脱SNSの結果、上に書いたような毒から解放され、自分自身および創作の精霊と対話することができるようになりました。本を読み、音楽を聞き、映画を観、ゲームを遊び、誰と共有するでもなく分析とレビューを行い、改めて「自分にとっての」面白さや良さを整理しています。これは自分自身の殻に閉じこもって、自己満足にこだわるという意味ではありません。自分が知覚できる範囲を深く観察して、SNS や投稿サイトなどのコミュニティーが求める偏った嗜好に留まらない、多様で広大な面白さを探し回っています。

また、精霊とよくよく話してみると、やはり僕は読者を楽しませようとして描くのには向いていないと改めて実感しました。僕の「面白い」という感覚は、世間の読者とは大きく乖離しています。少なくともここ15年、世間で流行っている漫画を読んで、面白いと思ったことは1コマもありません。「類似品」という感想しか出ず、読む前から飽きています。ときに奇をてらった作品がバズっても、「衒ってらぁ(江戸弁)」と思うだけです。深みが無いから一瞬で飽きる。これは僕自身の作品にもしばしば思うことです。漫画が本来発揮しうる面白さに、僕はまだ出会えていません。もっと研究と実験が必要です。

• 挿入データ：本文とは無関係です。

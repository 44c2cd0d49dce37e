//! Connection graph walker
//!
//! Breadth-first walk from a root resource. Each node is expanded in a fixed
//! order: forward rules of its kind, reverse rules of kinds that target it,
//! its owner, its owned children, then its composition children. Newly
//! discovered neighbors are queued; known neighbors are only merged, which
//! is what terminates the walk. Nodes leave the queue in level order, so the
//! level a node is first recorded at is already its shortest.

use super::{Connection, ConnectionGraph, MergeOutcome, PeerEdge, ResourceRef};
use crate::catalog::{RelationKind, RelationshipCatalog};
use crate::cluster::{ClusterClient, Instance, object};
use crate::composition::ClusterCompositions;
use crate::error::DiscoveryError;
use crate::matcher::{Direction, MatchQuery, Relative, ResourceMatcher, reference_of};
use serde_json::Value;
use std::collections::{HashSet, VecDeque};

/// What to do when a referenced resource cannot be found
#[derive(Debug, Clone, Copy, PartialEq, Eq)]
pub enum MissingResourcePolicy {
    /// Fail the walk
    Abort,
    /// Leave the resource out and keep walking
    Skip,
}

/// Per-walk options
#[derive(Debug, Clone, Default)]
pub struct WalkOptions {
    /// Relations never followed
    pub ignored_relations: HashSet<RelationKind>,
}

impl WalkOptions {
    fn follows(&self, relation: RelationKind) -> bool {
        !self.ignored_relations.contains(&relation)
    }
}

/// Walks the connection graph of one root resource
pub struct ConnectionWalker<'a> {
    catalog: &'a RelationshipCatalog,
    cluster: &'a dyn ClusterClient,
    compositions: Option<&'a ClusterCompositions>,
    options: WalkOptions,
}

impl<'a> ConnectionWalker<'a> {
    pub fn new(catalog: &'a RelationshipCatalog, cluster: &'a dyn ClusterClient) -> Self {
        Self {
            catalog,
            cluster,
            compositions: None,
            options: WalkOptions::default(),
        }
    }

    /// Bridge stored composition trees into the walk
    pub fn with_compositions(mut self, compositions: &'a ClusterCompositions) -> Self {
        self.compositions = Some(compositions);
        self
    }

    pub fn with_options(mut self, options: WalkOptions) -> Self {
        self.options = options;
        self
    }

    /// Discover every resource connected to `kind/name` in `namespace`
    ///
    /// Only a missing root fails the walk; lookups that fail further out
    /// just contribute no neighbors.
    pub async fn discover(
        &self,
        kind: &str,
        name: &str,
        namespace: &str,
    ) -> Result<ConnectionGraph, DiscoveryError> {
        let root_obj = self
            .resolve(kind, name, namespace, MissingResourcePolicy::Abort)
            .await?
            .ok_or_else(|| DiscoveryError::root_not_found(kind, name, namespace))?;

        let root = reference_of(kind, &root_obj);
        tracing::debug!("Discovering connections of {} in {}", root, namespace);

        let mut graph = ConnectionGraph::new(root.clone());
        let mut queue: VecDeque<(ResourceRef, Option<Value>)> = VecDeque::new();
        queue.push_back((root, Some(root_obj)));

        while let Some((node, prefetched)) = queue.pop_front() {
            let obj = match prefetched {
                Some(obj) => obj,
                None => {
                    match self
                        .resolve(&node.kind, &node.name, namespace, MissingResourcePolicy::Skip)
                        .await?
                    {
                        Some(obj) => obj,
                        None => continue,
                    }
                }
            };

            if let Some(owner) = object::owner(&obj) {
                graph.set_owner(&node, &owner.kind, &owner.name);
            }

            let level = graph.level_of(&node).unwrap_or(0) + 1;
            for relative in self.expand(&node, &obj, namespace).await? {
                if !self.options.follows(relative.relation) || relative.reference == node {
                    continue;
                }
                let candidate = Connection::discovered(
                    &relative.reference,
                    level,
                    PeerEdge {
                        peer: node.clone(),
                        relation: relative.relation,
                        details: relative.details,
                    },
                );
                if graph.record_or_update(candidate) == MergeOutcome::Discovered {
                    queue.push_back((relative.reference, None));
                }
            }
        }

        tracing::debug!("Discovered {} connected resources", graph.len());
        Ok(graph)
    }

    /// Neighbors of one node, in expansion order
    async fn expand(
        &self,
        node: &ResourceRef,
        obj: &Value,
        namespace: &str,
    ) -> Result<Vec<Relative>, DiscoveryError> {
        let matcher = ResourceMatcher::new(self.cluster);
        let mut relatives = Vec::new();

        // Rules declared by this kind
        for rule in self.catalog.rules_for(&node.kind) {
            if rule.relation == RelationKind::OwnerReference || !self.options.follows(rule.relation)
            {
                continue;
            }
            let query = MatchQuery {
                source_kind: &node.kind,
                rule,
                anchor: &node.name,
                namespace,
                direction: Direction::Forward,
            };
            relatives.extend(matcher.find_relatives(query).await);
        }

        // Rules of other kinds that target this kind
        for source_kind in self.catalog.reverse_kinds(&node.kind) {
            for rule in self.catalog.rules_for(&source_kind) {
                if rule.target_kind != node.kind
                    || rule.relation == RelationKind::OwnerReference
                    || !self.options.follows(rule.relation)
                {
                    continue;
                }
                let query = MatchQuery {
                    source_kind: &source_kind,
                    rule,
                    anchor: &node.name,
                    namespace,
                    direction: Direction::Reverse,
                };
                relatives.extend(matcher.find_relatives(query).await);
            }
        }

        if !self.options.follows(RelationKind::OwnerReference) {
            return Ok(relatives);
        }

        // Owner
        if let Some(owner) = object::owner(obj) {
            if self.catalog.api_details(&owner.kind).is_some() {
                if let Some(owner_obj) = self
                    .resolve(&owner.kind, &owner.name, namespace, MissingResourcePolicy::Skip)
                    .await?
                {
                    relatives.push(Relative {
                        reference: reference_of(&owner.kind, &owner_obj),
                        relation: RelationKind::OwnerReference,
                        details: String::new(),
                    });
                }
            } else {
                tracing::debug!("Owner kind {} of {} is not in the catalog", owner.kind, node);
            }
        }

        // Owned children
        for child_kind in self.catalog.child_kinds(&node.kind) {
            let children = match self.cluster.list_objects(&child_kind, namespace).await {
                Ok(children) => children,
                Err(e) => {
                    tracing::warn!("Failed to list {} in {}: {}", child_kind, namespace, e);
                    continue;
                }
            };
            for child in children
                .iter()
                .filter(|c| object::is_owned_by(c, &node.kind, &node.name))
            {
                relatives.push(Relative {
                    reference: reference_of(&child_kind, child),
                    relation: RelationKind::OwnerReference,
                    details: String::new(),
                });
            }
        }

        // Composition children
        if let Some(store) = self.compositions {
            if !self.catalog.composition_children(&node.kind).is_empty() {
                let instance = Instance::Named(node.name.clone());
                for composition in store.get_compositions(&node.kind, &instance, namespace) {
                    for child in &composition.children {
                        let reference =
                            ResourceRef::new(&child.kind, &child.name, &child.namespace);
                        // Already found by the owned-children pass
                        if relatives.iter().any(|r| r.reference == reference) {
                            continue;
                        }
                        if self
                            .resolve(&child.kind, &child.name, namespace, MissingResourcePolicy::Skip)
                            .await?
                            .is_none()
                        {
                            continue;
                        }
                        relatives.push(Relative {
                            reference,
                            relation: RelationKind::OwnerReference,
                            details: String::new(),
                        });
                    }
                }
            }
        }

        Ok(relatives)
    }

    /// Look up a resource under the given policy
    async fn resolve(
        &self,
        kind: &str,
        name: &str,
        namespace: &str,
        policy: MissingResourcePolicy,
    ) -> Result<Option<Value>, DiscoveryError> {
        match self.cluster.get_object(kind, name, namespace).await {
            Ok(Some(obj)) => Ok(Some(obj)),
            Ok(None) => match policy {
                MissingResourcePolicy::Abort => {
                    Err(DiscoveryError::root_not_found(kind, name, namespace))
                }
                MissingResourcePolicy::Skip => {
                    tracing::debug!("Skipping missing {}/{} in {}", kind, name, namespace);
                    Ok(None)
                }
            },
            Err(e) => match policy {
                MissingResourcePolicy::Abort => Err(DiscoveryError::Cluster(e)),
                MissingResourcePolicy::Skip => {
                    tracing::warn!("Failed to fetch {}/{} in {}: {}", kind, name, namespace, e);
                    Ok(None)
                }
            },
        }
    }
}
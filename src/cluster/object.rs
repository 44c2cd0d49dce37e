//! Accessors over untyped cluster objects

use serde::Serialize;
use serde_json::Value;
use std::collections::BTreeMap;

/// One entry of `metadata.ownerReferences`
#[derive(Debug, Clone, PartialEq, Eq, Serialize)]
#[serde(rename_all = "camelCase")]
pub struct OwnerRef {
    pub kind: String,
    pub name: String,
    pub api_version: String,
}

pub fn name(obj: &Value) -> &str {
    obj.pointer("/metadata/name")
        .and_then(|v| v.as_str())
        .unwrap_or("")
}

pub fn namespace(obj: &Value) -> &str {
    obj.pointer("/metadata/namespace")
        .and_then(|v| v.as_str())
        .unwrap_or("")
}

pub fn kind(obj: &Value) -> &str {
    obj.get("kind").and_then(|v| v.as_str()).unwrap_or("")
}

pub fn labels(obj: &Value) -> BTreeMap<String, String> {
    string_map(obj.pointer("/metadata/labels"))
}

pub fn annotations(obj: &Value) -> BTreeMap<String, String> {
    string_map(obj.pointer("/metadata/annotations"))
}

pub fn owner_references(obj: &Value) -> Vec<OwnerRef> {
    obj.pointer("/metadata/ownerReferences")
        .and_then(|v| v.as_array())
        .map(|refs| {
            refs.iter()
                .filter_map(|r| {
                    Some(OwnerRef {
                        kind: r.get("kind")?.as_str()?.to_string(),
                        name: r.get("name")?.as_str()?.to_string(),
                        api_version: r
                            .get("apiVersion")
                            .and_then(|v| v.as_str())
                            .unwrap_or("")
                            .to_string(),
                    })
                })
                .collect()
        })
        .unwrap_or_default()
}

/// The immediate owner, taken as the first owner reference
pub fn owner(obj: &Value) -> Option<OwnerRef> {
    owner_references(obj).into_iter().next()
}

/// Whether any owner reference points at the given kind and name
pub fn is_owned_by(obj: &Value, owner_kind: &str, owner_name: &str) -> bool {
    owner_references(obj)
        .iter()
        .any(|r| r.kind == owner_kind && r.name == owner_name)
}

pub fn status_phase(obj: &Value) -> String {
    obj.pointer("/status/phase")
        .and_then(|v| v.as_str())
        .unwrap_or("")
        .to_string()
}

/// Label selector of a workload or service
///
/// Reads `spec.selector.matchLabels` when present, otherwise `spec.selector`
/// as a plain string map.
pub fn selector(obj: &Value) -> BTreeMap<String, String> {
    let Some(selector) = obj.pointer("/spec/selector") else {
        return BTreeMap::new();
    };
    match selector.get("matchLabels") {
        Some(match_labels) => string_map(Some(match_labels)),
        None => string_map(Some(selector)),
    }
}

/// True when `subset` is non-empty and every pair also appears in `superset`
pub fn is_subset(subset: &BTreeMap<String, String>, superset: &BTreeMap<String, String>) -> bool {
    !subset.is_empty()
        && subset
            .iter()
            .all(|(key, value)| superset.get(key) == Some(value))
}

/// Search for the first string value stored under `field` anywhere in `value`
///
/// Descends maps and lists of maps without depth limit. Intermediate path
/// segments are not considered, only the leaf key name.
pub fn find_field_by_leaf_name(value: &Value, field: &str) -> Option<String> {
    match value {
        Value::Object(map) => {
            for (key, child) in map {
                match child {
                    Value::String(s) if key == field => return Some(s.clone()),
                    Value::Object(_) => {
                        if let Some(found) = find_field_by_leaf_name(child, field) {
                            return Some(found);
                        }
                    }
                    Value::Array(items) => {
                        for item in items {
                            match item {
                                Value::String(s) if key == field => return Some(s.clone()),
                                Value::Object(_) => {
                                    if let Some(found) = find_field_by_leaf_name(item, field) {
                                        return Some(found);
                                    }
                                }
                                _ => {}
                            }
                        }
                    }
                    _ => {}
                }
            }
            None
        }
        Value::Array(items) => items
            .iter()
            .find_map(|item| find_field_by_leaf_name(item, field)),
        _ => None,
    }
}

/// Container env entries as (name, value) pairs, skipping valueFrom entries
pub fn container_env(obj: &Value) -> Vec<(String, String)> {
    let mut env = Vec::new();
    for pointer in ["/spec/containers", "/spec/initContainers"] {
        let Some(containers) = obj.pointer(pointer).and_then(|v| v.as_array()) else {
            continue;
        };
        for container in containers {
            let Some(entries) = container.get("env").and_then(|v| v.as_array()) else {
                continue;
            };
            for entry in entries {
                let name = entry.get("name").and_then(|v| v.as_str());
                let value = entry.get("value").and_then(|v| v.as_str());
                if let (Some(name), Some(value)) = (name, value) {
                    env.push((name.to_string(), value.to_string()));
                }
            }
        }
    }
    env
}

fn string_map(value: Option<&Value>) -> BTreeMap<String, String> {
    value
        .and_then(|v| v.as_object())
        .map(|map| {
            map.iter()
                .filter_map(|(k, v)| v.as_str().map(|s| (k.clone(), s.to_string())))
                .collect()
        })
        .unwrap_or_default()
}
//! Environment-variable matching
//!
//! A container env value equal to a target's name relates the two.

use super::{MatchQuery, Relative, ResourceMatcher};
use crate::cluster::object;

pub(super) async fn find(matcher: &ResourceMatcher<'_>, query: &MatchQuery<'_>) -> Vec<Relative> {
    let (sources, targets) = matcher.candidates(query).await;

    let mut relatives = Vec::new();
    for source in &sources {
        for (name, value) in object::container_env(source) {
            if let Some(target) = targets.iter().find(|t| object::name(t) == value) {
                let details = format!("Name:{} Value:{}", name, value);
                relatives.push(query.relative(source, target, details));
            }
        }
    }
    relatives
}
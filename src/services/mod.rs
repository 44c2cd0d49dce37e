//! Service layer
//!
//! Front ends (the CLI today) go through [`DiscoveryService`] rather than
//! driving the walker, builder and caches directly.

pub mod discovery_service;

pub use discovery_service::{DiscoveryService, TraversalSettings};
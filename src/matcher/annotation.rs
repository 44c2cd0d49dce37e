//! Annotation matching
//!
//! A target relates to a source when the declared annotation on the target
//! names the source, either exactly or as one entry of a comma-separated list.

use super::{MatchQuery, Relative, ResourceMatcher};
use crate::cluster::object;

pub(super) async fn find(matcher: &ResourceMatcher<'_>, query: &MatchQuery<'_>) -> Vec<Relative> {
    let Some(key) = query.rule.annotation_key() else {
        return Vec::new();
    };
    let (sources, targets) = matcher.candidates(query).await;
    let pattern = query.rule.value_pattern.as_deref().unwrap_or("");

    let mut relatives = Vec::new();
    for source in &sources {
        let source_name = object::name(source);
        for target in &targets {
            let annotations = object::annotations(target);
            if annotations
                .get(key)
                .is_some_and(|value| references(value, source_name))
            {
                let details = format!("{}::{}", key, pattern);
                relatives.push(query.relative(source, target, details));
            }
        }
    }
    relatives
}

fn references(value: &str, name: &str) -> bool {
    !name.is_empty() && value.split(',').any(|entry| entry.trim() == name)
}
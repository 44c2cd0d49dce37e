//! Discovery command handlers

use anyhow::{Context, Result};
use clap::ValueEnum;
use std::path::PathBuf;
use std::sync::Arc;
use std::time::Duration;

use crate::catalog::{RelationKind, RelationshipCatalog, load_declarations_file};
use crate::cluster::{ClusterClient, InMemoryCluster};
use crate::composition::RefreshEvent;
use crate::config::Config;
use crate::error::DiscoveryError;
use crate::graph::{OutputFormat, render};
use crate::services::{DiscoveryService, TraversalSettings};

/// Where cluster objects come from
#[derive(Debug, Clone, Default)]
pub struct ClusterOptions {
    /// Kubeconfig context; the current one when unset
    pub context: Option<String>,
    /// Offline snapshot file instead of a live cluster
    pub snapshot: Option<PathBuf>,
}

/// Output of the composition command
#[derive(Debug, Clone, Copy, PartialEq, Eq, Default, ValueEnum)]
pub enum CompositionFormat {
    #[default]
    Tree,
    Json,
}

/// Build the catalog from built-ins, the declarations file and, when a
/// client is given, CRD annotations
pub async fn load_catalog(config: &Config, client: Option<&kube::Client>) -> Result<RelationshipCatalog> {
    let mut catalog = RelationshipCatalog::builtin();

    if let Some(path) = &config.declarations_file {
        let declarations = load_declarations_file(path)
            .with_context(|| format!("Failed to load kind declarations from {}", path.display()))?;
        tracing::debug!("Loaded {} kind declarations from {}", declarations.len(), path.display());
        for declaration in &declarations {
            catalog.apply_declaration(declaration);
        }
    }

    if let Some(client) = client {
        if config.load_crd_declarations {
            match crate::kube::fetch_crd_declarations(client).await {
                Ok(declarations) => {
                    for declaration in &declarations {
                        catalog.apply_declaration(declaration);
                    }
                }
                Err(e) => tracing::warn!("Skipping CRD declarations: {:#}", e),
            }
        }
    }

    Ok(catalog)
}

/// Connect to the cluster (or snapshot) and build the discovery service
pub async fn connect(
    config: &Config,
    options: &ClusterOptions,
    extra_ignored: &[RelationKind],
) -> Result<DiscoveryService> {
    let mut settings = TraversalSettings::from_config(config);
    settings.ignored_relations.extend(extra_ignored.iter().copied());

    let (catalog, cluster): (Arc<RelationshipCatalog>, Arc<dyn ClusterClient>) =
        match &options.snapshot {
            Some(path) => {
                let snapshot = InMemoryCluster::from_file(path).await?;
                tracing::debug!("Loaded {} objects from {}", snapshot.len(), path.display());
                let catalog = Arc::new(load_catalog(config, None).await?);
                let cluster: Arc<dyn ClusterClient> = Arc::new(snapshot);
                (catalog, cluster)
            }
            None => {
                let client = crate::kube::create_client(options.context.as_deref()).await?;
                let catalog = Arc::new(load_catalog(config, Some(&client)).await?);
                let cluster: Arc<dyn ClusterClient> =
                    Arc::new(crate::kube::KubeCluster::new(client, catalog.clone()));
                (catalog, cluster)
            }
        };

    Ok(DiscoveryService::new(catalog, cluster, settings))
}

/// Report a missing root and exit, or pass other errors up
fn exit_if_not_found(err: DiscoveryError) -> anyhow::Error {
    if err.is_not_found() {
        eprintln!("{}", err);
        std::process::exit(1);
    }
    err.into()
}

/// `connections <kind> <instance> [namespace]`
pub async fn handle_connections(
    service: &DiscoveryService,
    kind: &str,
    instance: &str,
    namespace: &str,
    format: OutputFormat,
) -> Result<()> {
    // Compositions feed the walk's containment edges
    service.build_composition_tree(namespace).await;

    let graph = service
        .discover_connections(kind, instance, namespace)
        .await
        .map_err(exit_if_not_found)?;

    let rendered = render(&graph, format).context("Failed to serialize connections")?;
    print!("{}", rendered);
    if format == OutputFormat::Json {
        println!();
    }
    Ok(())
}

/// `composition <kind> <instance|*> [namespace]`
pub async fn handle_composition(
    service: &DiscoveryService,
    kind: &str,
    instance: &str,
    namespace: &str,
    format: CompositionFormat,
) -> Result<()> {
    service.build_composition_tree(namespace).await;
    let compositions = service.get_compositions(kind, instance, namespace)?;

    match format {
        CompositionFormat::Json => {
            let json = serde_json::to_string_pretty(&compositions)
                .context("Failed to serialize compositions")?;
            println!("{}", json);
        }
        CompositionFormat::Tree => {
            if compositions.is_empty() {
                println!(
                    "No compositions of {} matching {} in namespace {}",
                    kind, instance, namespace
                );
            }
            for composition in &compositions {
                print!("{}", composition.render_tree());
            }
        }
    }
    Ok(())
}

/// `watch [namespace]`: refresh compositions until Ctrl-C
pub async fn handle_watch(service: DiscoveryService, namespace: &str, interval: Duration) -> Result<()> {
    let service = Arc::new(service);
    let (refresher, mut events) = service.spawn_refresher(namespace, interval);
    eprintln!(
        "Refreshing compositions in {} every {}s, press Ctrl-C to stop",
        namespace,
        interval.as_secs()
    );

    let ctrl_c = tokio::signal::ctrl_c();
    tokio::pin!(ctrl_c);

    loop {
        tokio::select! {
            event = events.recv() => match event {
                Some(RefreshEvent::Refreshed(summary)) => {
                    println!(
                        "{} namespace={} kinds={} stored={} purged={} total={}",
                        chrono::Local::now().format("%H:%M:%S"),
                        summary.namespace,
                        summary.kinds,
                        summary.stored,
                        summary.purged,
                        service.compositions().len()
                    );
                }
                Some(RefreshEvent::Stopped) | None => break,
            },
            signal = &mut ctrl_c => {
                signal.context("Failed to listen for Ctrl-C")?;
                break;
            }
        }
    }

    refresher.stop().await;
    Ok(())
}

/// `kinds`: print the catalog
pub fn handle_kinds(catalog: &RelationshipCatalog) {
    for kind in catalog.kinds() {
        match catalog.api_details(&kind) {
            Some(details) => println!(
                "{} ({}, {}, {})",
                kind,
                details.plural,
                details.api_version(),
                if details.namespaced { "namespaced" } else { "cluster" }
            ),
            None => println!("{}", kind),
        }
        let composition = catalog.composition_children(&kind);
        if !composition.is_empty() {
            println!("  composition: {}", composition.join(", "));
        }
        for rule in catalog.rules_for(&kind) {
            println!("  {} -> {}: {}", rule.relation, rule.target_kind, rule.declaration);
        }
    }
}
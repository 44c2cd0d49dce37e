//! CLI command handling module
//!
//! Handles all CLI subcommands; argument parsing lives in `main.rs`.

mod config;
mod discovery;
mod logging;
mod version;

pub use config::{ConfigSubcommand, handle_config_command};
pub use discovery::*;
pub use logging::*;
pub use version::display_version;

今の僕がやろうとしていることは、僕が読者と僕自身を楽しませるという作為を持って描くのではなく、作品自体が描かれようとするままに描くことです。作品が僕の浅ましい作為を離れて一つの自然として自立し、読者はその中を散策して、なにかに出会えるようにしたいのです。現在はその実現に向け、日夜制作に励んでおります。

要約すると、「次の作品はたぶんほとんどの読者にとって厄介なものになる」ということです。気を持たずにお待ち下さい。